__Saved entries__
BEGIN

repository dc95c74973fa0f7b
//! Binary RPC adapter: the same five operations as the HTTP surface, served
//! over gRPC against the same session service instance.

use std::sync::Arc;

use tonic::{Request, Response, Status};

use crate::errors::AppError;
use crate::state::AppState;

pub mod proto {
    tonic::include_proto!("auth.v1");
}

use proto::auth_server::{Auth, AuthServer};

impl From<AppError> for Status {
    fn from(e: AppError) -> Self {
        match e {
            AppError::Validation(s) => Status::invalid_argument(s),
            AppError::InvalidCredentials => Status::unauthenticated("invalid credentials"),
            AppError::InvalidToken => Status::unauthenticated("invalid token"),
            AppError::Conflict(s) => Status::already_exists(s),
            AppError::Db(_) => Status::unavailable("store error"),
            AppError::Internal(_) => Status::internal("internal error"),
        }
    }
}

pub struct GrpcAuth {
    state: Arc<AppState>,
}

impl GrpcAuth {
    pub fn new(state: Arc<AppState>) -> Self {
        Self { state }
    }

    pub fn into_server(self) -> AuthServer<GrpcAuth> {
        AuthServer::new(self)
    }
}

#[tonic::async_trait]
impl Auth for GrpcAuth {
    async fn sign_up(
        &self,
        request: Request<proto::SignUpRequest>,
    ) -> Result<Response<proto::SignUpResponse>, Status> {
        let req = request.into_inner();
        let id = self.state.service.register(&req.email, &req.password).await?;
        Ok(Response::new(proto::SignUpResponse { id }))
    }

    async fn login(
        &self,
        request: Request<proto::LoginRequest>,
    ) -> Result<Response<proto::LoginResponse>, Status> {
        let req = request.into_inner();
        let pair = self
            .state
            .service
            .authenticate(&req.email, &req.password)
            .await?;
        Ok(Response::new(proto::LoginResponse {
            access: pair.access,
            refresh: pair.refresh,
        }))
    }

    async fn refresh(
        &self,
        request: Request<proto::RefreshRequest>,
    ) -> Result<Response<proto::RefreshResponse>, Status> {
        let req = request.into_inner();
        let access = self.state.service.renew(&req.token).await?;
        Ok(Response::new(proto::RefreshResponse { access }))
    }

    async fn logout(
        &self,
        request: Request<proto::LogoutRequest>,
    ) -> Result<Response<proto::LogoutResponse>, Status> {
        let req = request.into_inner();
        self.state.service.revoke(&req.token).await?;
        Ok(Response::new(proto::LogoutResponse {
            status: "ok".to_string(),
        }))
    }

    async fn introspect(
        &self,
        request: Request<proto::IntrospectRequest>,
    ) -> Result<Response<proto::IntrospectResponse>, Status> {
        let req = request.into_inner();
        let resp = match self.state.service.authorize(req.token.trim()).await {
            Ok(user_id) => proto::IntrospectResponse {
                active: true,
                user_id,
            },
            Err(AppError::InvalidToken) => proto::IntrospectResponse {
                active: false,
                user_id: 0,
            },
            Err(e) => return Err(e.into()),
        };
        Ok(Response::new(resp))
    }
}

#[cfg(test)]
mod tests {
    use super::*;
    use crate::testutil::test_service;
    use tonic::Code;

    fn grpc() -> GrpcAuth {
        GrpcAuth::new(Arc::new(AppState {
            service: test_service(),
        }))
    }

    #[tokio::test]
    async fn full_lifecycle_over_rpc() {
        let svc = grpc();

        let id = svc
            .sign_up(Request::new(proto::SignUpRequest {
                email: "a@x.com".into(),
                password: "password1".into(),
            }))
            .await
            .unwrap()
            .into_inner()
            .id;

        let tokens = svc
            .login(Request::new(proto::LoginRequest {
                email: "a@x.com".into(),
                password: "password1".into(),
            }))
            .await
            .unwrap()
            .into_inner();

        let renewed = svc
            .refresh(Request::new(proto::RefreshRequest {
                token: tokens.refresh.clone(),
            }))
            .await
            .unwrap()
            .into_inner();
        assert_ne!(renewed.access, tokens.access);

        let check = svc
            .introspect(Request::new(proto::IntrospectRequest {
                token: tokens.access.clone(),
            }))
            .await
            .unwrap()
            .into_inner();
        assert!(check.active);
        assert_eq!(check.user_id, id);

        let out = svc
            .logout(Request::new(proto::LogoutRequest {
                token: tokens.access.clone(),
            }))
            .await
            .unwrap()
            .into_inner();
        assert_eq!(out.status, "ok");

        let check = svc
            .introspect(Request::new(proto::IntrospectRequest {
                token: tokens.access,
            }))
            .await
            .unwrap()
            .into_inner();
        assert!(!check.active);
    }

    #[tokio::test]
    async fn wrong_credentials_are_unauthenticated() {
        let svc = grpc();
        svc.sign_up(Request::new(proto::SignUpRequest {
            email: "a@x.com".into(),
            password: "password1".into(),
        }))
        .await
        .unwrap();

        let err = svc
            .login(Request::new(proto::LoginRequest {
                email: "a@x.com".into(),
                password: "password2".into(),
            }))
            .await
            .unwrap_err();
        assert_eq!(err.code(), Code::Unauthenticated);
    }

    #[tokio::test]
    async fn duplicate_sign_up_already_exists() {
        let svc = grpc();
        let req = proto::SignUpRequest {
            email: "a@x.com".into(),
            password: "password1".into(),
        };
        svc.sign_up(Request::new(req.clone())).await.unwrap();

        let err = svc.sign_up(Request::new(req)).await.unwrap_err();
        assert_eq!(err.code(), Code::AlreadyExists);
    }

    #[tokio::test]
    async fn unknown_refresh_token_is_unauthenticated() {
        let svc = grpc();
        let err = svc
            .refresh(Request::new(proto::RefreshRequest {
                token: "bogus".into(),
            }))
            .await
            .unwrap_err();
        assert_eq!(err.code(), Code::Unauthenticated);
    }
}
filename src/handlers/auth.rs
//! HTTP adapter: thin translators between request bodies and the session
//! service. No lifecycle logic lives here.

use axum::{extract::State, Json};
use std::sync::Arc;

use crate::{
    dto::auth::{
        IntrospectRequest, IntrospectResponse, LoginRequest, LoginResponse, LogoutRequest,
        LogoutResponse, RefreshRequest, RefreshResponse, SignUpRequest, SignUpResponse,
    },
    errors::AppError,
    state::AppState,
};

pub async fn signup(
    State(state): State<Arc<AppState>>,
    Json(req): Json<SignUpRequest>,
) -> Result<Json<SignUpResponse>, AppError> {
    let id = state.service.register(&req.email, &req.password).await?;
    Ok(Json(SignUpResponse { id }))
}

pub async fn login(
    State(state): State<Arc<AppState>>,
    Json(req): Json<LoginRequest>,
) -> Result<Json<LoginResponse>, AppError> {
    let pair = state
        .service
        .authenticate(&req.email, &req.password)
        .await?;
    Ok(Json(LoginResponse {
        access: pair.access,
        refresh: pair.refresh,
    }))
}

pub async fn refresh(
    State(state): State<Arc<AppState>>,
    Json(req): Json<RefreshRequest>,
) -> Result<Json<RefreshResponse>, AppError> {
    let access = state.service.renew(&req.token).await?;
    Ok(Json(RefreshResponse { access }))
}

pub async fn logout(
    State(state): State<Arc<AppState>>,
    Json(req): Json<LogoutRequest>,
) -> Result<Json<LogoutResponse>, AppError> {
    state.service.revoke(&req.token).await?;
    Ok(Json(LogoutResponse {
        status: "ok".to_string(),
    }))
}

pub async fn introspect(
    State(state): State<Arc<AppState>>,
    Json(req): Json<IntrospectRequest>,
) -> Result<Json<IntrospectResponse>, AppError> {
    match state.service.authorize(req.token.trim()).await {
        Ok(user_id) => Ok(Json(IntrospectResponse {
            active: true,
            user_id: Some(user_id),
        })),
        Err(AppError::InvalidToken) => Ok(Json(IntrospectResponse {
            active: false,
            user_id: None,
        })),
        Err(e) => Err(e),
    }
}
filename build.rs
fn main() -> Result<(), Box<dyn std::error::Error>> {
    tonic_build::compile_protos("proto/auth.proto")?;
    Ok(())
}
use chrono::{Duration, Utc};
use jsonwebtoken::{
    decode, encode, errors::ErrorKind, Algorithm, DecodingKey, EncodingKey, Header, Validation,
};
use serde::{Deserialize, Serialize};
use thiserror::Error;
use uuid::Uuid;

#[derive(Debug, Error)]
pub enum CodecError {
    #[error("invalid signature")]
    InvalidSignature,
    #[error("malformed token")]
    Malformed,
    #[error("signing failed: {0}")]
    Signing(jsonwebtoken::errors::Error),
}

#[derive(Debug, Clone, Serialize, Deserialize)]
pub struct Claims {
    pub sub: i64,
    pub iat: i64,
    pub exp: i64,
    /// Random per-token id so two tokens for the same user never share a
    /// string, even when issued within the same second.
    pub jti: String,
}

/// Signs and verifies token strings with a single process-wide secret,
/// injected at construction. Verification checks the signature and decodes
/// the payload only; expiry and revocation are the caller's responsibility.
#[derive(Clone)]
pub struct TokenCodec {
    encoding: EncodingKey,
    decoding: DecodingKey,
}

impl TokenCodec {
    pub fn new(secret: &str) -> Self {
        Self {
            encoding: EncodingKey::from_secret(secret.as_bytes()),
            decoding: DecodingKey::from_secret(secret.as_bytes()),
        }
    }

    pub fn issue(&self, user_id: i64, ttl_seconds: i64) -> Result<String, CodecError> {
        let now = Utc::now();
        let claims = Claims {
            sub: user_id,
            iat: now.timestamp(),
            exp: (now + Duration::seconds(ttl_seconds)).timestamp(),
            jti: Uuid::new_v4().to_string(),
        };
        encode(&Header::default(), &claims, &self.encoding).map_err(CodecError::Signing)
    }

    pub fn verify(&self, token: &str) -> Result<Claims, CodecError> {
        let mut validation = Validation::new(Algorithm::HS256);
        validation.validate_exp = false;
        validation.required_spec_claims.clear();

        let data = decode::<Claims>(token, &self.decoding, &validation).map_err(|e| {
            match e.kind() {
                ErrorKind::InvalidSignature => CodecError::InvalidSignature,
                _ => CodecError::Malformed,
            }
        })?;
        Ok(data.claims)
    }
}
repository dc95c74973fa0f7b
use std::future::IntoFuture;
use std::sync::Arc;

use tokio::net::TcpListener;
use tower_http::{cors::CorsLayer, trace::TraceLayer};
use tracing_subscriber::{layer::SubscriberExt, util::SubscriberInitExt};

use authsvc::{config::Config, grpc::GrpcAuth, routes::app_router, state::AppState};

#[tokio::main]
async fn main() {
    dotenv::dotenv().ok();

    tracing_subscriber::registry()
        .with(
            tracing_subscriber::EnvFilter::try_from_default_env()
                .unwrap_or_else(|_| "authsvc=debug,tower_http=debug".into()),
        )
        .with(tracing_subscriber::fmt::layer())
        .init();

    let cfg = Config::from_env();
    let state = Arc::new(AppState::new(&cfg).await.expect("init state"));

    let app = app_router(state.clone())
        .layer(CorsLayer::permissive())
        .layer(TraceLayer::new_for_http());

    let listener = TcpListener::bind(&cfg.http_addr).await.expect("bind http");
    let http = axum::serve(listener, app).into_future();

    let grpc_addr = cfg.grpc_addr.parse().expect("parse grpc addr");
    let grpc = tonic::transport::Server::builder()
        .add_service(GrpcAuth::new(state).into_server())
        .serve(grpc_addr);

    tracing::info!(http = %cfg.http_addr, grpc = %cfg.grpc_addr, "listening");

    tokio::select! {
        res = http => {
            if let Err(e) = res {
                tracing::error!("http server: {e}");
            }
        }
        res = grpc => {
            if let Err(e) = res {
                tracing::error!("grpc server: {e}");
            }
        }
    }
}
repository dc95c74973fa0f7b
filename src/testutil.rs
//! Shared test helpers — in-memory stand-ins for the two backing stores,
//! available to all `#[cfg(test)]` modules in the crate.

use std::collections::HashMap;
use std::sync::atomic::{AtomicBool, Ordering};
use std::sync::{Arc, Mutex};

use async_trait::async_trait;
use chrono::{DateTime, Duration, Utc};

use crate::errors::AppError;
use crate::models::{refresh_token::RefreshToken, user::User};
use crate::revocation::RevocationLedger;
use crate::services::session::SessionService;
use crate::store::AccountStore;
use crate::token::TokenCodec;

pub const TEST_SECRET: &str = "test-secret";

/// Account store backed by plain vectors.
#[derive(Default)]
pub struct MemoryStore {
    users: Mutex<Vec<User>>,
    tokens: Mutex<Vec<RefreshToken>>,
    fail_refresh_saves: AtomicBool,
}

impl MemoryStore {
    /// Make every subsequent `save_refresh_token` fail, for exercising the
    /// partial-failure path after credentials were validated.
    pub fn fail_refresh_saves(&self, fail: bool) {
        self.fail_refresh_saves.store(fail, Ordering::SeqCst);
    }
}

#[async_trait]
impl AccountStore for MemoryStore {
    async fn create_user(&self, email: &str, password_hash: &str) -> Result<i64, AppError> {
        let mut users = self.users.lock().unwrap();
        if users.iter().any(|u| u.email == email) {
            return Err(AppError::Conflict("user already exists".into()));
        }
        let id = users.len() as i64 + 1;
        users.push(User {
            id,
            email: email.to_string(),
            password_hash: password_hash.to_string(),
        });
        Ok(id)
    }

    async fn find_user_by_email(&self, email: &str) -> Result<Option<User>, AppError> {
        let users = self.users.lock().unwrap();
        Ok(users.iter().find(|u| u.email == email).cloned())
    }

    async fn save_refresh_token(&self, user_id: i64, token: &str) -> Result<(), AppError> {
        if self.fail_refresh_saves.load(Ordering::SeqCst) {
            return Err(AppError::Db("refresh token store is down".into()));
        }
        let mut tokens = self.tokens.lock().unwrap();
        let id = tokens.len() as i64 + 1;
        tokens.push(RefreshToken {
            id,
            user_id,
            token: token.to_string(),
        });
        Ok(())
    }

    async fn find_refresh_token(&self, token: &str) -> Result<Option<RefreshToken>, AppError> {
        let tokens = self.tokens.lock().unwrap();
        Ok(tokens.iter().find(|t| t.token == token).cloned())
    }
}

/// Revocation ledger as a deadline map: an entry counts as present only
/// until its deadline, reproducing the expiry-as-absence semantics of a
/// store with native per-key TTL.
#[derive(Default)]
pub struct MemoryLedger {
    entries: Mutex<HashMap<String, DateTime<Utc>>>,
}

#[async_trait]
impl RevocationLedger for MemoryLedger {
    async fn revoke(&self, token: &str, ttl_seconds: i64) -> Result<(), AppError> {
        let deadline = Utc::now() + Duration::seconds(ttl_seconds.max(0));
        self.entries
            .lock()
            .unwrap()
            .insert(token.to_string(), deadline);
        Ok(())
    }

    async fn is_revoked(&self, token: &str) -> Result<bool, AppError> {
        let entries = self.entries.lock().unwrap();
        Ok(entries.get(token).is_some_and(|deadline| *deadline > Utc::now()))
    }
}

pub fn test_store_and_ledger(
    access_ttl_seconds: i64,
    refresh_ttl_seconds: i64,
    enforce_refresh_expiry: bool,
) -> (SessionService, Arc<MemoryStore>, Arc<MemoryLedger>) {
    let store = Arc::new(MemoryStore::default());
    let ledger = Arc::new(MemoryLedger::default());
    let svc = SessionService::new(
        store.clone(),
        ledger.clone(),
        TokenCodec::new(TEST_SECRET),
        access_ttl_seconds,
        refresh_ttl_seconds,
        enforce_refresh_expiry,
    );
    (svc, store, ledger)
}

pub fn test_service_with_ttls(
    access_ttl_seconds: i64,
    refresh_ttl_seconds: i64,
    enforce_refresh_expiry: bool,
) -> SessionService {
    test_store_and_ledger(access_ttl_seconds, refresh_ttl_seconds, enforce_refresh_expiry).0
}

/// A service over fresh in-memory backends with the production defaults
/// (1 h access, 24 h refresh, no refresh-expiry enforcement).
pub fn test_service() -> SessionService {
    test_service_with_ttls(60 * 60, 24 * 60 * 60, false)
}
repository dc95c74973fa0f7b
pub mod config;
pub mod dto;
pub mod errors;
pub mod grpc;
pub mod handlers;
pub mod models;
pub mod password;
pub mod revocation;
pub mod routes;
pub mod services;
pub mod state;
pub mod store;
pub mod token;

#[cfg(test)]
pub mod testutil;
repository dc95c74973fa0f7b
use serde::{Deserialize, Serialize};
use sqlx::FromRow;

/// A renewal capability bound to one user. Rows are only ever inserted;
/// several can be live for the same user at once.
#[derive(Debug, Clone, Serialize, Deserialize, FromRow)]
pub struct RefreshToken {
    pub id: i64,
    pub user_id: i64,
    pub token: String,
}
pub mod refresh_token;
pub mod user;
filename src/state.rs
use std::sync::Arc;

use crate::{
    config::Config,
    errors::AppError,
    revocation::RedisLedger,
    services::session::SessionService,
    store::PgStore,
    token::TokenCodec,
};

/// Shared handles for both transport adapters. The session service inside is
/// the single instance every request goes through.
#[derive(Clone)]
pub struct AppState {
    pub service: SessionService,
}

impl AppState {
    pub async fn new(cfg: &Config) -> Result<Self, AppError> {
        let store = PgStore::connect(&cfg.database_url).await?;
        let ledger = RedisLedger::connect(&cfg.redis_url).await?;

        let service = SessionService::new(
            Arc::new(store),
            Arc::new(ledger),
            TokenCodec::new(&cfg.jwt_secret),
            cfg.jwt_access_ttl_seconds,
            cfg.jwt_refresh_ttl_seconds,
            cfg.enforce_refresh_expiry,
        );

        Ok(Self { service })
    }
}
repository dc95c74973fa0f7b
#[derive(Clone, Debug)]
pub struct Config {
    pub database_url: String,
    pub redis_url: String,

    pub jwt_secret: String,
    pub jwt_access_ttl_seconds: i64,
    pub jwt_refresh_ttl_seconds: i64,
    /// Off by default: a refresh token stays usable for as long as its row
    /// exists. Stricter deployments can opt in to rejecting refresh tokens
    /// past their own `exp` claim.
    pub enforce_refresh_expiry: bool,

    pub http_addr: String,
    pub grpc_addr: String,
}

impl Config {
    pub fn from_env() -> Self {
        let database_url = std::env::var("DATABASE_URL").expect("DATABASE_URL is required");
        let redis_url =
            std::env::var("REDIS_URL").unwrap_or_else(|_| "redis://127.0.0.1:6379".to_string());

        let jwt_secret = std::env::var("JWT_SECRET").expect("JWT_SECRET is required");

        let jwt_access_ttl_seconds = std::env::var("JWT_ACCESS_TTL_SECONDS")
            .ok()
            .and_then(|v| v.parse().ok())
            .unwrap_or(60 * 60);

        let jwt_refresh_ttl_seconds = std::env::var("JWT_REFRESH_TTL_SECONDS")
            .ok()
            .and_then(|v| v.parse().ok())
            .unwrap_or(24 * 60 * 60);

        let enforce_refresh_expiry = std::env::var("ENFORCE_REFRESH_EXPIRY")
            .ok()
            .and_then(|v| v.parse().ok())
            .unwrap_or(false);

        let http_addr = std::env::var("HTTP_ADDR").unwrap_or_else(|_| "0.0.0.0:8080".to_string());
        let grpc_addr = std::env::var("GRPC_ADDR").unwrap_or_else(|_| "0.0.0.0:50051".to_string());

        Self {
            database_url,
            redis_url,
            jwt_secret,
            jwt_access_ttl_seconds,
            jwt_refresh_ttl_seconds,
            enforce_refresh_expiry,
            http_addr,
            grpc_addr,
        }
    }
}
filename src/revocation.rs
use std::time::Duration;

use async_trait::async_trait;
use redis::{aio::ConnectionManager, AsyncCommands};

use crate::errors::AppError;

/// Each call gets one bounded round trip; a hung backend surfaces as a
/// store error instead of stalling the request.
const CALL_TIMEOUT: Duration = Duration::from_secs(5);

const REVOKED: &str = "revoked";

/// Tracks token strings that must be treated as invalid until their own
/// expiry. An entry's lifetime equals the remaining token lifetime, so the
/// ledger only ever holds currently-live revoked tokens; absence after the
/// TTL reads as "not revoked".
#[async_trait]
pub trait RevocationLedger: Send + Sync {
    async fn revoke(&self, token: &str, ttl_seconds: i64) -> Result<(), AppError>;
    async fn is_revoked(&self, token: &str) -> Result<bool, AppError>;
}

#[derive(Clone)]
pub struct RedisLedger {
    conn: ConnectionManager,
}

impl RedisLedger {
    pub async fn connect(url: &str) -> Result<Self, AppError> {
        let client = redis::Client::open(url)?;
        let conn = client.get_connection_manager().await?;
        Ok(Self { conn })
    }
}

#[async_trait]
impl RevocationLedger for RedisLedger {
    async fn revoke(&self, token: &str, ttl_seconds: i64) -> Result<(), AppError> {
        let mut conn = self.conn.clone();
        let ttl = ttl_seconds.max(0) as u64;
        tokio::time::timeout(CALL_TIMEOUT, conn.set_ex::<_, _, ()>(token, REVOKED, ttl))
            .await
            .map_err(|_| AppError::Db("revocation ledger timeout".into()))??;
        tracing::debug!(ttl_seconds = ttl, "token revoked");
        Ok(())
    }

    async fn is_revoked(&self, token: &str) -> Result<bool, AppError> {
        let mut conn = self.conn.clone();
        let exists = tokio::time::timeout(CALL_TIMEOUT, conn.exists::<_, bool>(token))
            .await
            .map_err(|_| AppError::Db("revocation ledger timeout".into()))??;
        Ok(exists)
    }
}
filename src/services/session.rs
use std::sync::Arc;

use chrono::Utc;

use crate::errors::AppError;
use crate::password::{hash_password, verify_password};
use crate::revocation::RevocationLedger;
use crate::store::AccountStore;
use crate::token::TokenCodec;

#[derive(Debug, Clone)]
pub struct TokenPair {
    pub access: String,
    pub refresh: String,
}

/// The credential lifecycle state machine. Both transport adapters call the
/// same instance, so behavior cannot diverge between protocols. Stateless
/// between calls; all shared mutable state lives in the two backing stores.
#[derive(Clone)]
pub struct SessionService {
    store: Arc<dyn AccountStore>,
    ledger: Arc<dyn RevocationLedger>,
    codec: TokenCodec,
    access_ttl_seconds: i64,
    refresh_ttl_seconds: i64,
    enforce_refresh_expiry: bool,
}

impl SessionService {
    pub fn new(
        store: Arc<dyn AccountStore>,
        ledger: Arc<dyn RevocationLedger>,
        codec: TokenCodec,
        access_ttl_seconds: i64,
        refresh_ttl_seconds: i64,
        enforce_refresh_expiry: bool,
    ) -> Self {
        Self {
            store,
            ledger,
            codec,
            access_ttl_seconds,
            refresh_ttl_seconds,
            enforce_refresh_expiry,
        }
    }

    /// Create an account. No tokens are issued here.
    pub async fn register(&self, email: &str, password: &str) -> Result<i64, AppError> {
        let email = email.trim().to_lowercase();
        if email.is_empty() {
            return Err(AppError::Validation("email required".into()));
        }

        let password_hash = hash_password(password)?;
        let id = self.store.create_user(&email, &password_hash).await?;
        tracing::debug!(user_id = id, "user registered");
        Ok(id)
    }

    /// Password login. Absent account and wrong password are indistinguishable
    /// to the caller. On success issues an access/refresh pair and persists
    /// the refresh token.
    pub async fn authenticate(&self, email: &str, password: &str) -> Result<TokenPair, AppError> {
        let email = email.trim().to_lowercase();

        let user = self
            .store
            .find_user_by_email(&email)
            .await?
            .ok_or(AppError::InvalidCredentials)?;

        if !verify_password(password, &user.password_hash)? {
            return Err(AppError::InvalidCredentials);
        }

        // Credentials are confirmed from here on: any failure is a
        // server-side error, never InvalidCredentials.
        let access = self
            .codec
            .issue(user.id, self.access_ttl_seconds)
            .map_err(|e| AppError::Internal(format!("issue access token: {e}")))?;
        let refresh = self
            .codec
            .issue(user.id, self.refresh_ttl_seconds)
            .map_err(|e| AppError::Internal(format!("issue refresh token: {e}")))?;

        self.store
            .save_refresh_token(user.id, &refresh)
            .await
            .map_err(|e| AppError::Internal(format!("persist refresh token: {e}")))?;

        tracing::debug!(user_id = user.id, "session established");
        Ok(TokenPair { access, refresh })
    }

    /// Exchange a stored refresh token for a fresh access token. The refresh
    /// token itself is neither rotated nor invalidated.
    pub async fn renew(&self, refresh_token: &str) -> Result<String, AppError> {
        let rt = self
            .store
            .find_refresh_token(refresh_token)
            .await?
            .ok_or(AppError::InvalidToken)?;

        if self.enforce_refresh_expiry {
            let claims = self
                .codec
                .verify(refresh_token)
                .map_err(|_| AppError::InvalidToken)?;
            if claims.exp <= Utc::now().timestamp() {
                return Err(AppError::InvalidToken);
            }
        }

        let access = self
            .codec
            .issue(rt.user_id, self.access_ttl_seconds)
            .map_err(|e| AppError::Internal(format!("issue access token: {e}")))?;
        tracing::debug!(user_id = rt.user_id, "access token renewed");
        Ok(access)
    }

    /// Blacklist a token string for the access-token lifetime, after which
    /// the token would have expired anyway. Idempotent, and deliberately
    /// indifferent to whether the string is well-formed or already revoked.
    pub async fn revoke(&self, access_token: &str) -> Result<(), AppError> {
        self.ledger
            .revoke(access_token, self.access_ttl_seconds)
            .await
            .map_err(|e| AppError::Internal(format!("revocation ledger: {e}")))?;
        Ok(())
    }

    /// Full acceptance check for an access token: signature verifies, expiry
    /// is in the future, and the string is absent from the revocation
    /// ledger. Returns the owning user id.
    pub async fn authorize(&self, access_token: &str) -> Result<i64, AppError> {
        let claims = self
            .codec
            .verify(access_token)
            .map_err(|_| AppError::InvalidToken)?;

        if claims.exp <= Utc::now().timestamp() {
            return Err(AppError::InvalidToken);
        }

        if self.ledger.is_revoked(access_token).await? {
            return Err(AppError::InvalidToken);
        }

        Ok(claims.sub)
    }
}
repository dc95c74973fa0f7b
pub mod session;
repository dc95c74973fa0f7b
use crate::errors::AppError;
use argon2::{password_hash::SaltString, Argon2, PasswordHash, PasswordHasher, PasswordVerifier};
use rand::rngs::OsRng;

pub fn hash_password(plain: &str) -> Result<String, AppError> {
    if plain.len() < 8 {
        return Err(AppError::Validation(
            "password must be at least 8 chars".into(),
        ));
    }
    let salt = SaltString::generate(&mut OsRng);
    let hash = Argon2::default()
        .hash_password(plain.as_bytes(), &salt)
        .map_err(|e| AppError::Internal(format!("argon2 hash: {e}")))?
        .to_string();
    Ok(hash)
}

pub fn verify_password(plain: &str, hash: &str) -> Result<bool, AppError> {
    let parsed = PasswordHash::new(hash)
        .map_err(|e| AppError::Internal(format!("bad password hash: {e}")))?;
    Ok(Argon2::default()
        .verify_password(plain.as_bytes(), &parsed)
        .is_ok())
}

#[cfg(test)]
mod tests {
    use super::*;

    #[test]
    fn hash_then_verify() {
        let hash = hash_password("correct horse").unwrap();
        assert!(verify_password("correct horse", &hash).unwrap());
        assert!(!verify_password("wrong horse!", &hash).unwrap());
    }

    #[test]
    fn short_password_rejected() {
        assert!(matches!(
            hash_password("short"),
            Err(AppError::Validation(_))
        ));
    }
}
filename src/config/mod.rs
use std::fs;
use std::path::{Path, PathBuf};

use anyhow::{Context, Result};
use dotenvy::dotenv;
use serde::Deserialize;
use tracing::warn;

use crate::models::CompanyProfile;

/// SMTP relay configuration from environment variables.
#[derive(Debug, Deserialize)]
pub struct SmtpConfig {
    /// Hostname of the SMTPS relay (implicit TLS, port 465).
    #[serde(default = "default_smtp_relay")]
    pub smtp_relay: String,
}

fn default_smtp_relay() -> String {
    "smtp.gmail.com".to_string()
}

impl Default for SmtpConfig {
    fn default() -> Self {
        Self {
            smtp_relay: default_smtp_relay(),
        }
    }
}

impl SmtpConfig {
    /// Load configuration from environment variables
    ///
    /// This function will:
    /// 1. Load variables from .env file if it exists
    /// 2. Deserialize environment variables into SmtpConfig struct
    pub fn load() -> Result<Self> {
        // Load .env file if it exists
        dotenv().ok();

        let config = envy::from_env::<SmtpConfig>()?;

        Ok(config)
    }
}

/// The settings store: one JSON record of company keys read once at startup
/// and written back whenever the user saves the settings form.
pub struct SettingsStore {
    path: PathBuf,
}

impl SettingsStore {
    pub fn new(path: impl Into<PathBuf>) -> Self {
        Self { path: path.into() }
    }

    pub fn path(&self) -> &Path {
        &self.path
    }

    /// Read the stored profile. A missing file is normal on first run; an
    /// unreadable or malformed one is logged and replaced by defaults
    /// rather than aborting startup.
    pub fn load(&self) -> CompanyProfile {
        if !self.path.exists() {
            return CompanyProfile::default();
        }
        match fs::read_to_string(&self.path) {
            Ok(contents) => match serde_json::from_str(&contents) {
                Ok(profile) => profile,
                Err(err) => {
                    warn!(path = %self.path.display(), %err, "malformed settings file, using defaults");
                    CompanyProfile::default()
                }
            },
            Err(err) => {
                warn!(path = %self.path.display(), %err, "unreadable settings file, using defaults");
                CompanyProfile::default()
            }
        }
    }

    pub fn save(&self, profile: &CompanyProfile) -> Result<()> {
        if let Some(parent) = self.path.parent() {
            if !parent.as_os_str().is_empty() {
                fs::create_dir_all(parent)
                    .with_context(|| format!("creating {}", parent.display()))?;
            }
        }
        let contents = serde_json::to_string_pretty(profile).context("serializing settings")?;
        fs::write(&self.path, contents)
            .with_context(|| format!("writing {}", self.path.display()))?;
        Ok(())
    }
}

END

__Task requirements__
Take each line above that contains "IntrospectRequest" and copy it out.

__Reply__
        request: Request<proto::IntrospectRequest>,
            .introspect(Request::new(proto::IntrospectRequest {
            .introspect(Request::new(proto::IntrospectRequest {
        IntrospectRequest, IntrospectResponse, LoginRequest, LoginResponse, LogoutRequest,
    Json(req): Json<IntrospectRequest>,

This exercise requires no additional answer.